__Required action__:
Filter these entries so that only lines with the word "Option" remain.

__Dataset__:

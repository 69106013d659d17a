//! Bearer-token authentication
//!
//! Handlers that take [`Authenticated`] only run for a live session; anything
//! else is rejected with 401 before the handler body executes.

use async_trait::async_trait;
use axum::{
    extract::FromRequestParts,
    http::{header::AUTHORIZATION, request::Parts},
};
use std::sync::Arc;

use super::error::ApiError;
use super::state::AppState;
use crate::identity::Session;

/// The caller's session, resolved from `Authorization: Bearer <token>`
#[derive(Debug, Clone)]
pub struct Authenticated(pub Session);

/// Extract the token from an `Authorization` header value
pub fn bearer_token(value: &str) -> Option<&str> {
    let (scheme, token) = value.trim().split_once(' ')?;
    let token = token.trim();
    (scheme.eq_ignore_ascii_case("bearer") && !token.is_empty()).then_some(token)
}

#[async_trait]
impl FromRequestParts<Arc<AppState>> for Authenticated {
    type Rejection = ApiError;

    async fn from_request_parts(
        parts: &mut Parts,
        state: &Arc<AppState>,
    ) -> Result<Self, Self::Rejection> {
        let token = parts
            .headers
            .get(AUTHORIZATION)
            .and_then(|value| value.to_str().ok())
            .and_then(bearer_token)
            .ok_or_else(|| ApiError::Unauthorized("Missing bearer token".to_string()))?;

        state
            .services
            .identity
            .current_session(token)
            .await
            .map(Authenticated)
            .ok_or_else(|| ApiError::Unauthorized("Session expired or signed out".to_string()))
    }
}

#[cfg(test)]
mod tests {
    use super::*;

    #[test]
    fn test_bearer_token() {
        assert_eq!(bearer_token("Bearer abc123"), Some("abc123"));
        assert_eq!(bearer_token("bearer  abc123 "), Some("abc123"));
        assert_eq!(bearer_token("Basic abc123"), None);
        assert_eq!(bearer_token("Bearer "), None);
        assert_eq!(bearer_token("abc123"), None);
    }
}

...

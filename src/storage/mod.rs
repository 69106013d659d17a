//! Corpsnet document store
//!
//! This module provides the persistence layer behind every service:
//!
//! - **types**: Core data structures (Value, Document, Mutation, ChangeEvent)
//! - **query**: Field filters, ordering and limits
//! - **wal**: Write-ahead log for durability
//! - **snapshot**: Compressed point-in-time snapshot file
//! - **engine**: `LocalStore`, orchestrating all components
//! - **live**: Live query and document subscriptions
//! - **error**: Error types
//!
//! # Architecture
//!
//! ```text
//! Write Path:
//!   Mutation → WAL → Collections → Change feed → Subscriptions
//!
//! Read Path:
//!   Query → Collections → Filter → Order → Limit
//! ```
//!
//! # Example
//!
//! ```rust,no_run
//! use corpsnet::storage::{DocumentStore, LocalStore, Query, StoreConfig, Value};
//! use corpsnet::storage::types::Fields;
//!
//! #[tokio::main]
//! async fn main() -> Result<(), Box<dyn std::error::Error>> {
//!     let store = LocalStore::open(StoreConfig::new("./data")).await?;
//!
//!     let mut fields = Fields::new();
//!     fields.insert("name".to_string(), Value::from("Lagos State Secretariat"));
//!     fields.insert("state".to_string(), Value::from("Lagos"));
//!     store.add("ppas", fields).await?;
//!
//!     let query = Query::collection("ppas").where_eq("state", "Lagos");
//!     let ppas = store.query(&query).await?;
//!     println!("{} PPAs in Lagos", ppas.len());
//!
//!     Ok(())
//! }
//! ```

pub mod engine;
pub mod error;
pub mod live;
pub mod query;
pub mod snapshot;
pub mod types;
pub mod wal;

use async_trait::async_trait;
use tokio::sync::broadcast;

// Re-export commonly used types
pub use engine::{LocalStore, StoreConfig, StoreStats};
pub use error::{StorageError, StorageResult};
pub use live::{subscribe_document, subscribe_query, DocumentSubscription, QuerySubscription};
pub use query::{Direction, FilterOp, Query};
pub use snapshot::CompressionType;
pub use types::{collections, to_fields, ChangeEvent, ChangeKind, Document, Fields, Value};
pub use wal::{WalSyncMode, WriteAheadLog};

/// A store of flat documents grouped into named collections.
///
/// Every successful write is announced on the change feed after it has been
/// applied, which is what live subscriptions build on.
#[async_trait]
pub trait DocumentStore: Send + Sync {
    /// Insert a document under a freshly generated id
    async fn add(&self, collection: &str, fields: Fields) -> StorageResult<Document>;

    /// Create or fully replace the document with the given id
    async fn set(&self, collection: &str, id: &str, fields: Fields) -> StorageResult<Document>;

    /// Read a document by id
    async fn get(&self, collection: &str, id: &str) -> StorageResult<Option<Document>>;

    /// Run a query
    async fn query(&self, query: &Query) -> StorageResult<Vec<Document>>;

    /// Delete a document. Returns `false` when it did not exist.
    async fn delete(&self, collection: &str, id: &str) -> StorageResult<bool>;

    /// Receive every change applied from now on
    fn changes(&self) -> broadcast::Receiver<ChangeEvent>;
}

__Result below__:
pub fn bearer_token(value: &str) -> Option<&str> {
    async fn get(&self, collection: &str, id: &str) -> StorageResult<Option<Document>>;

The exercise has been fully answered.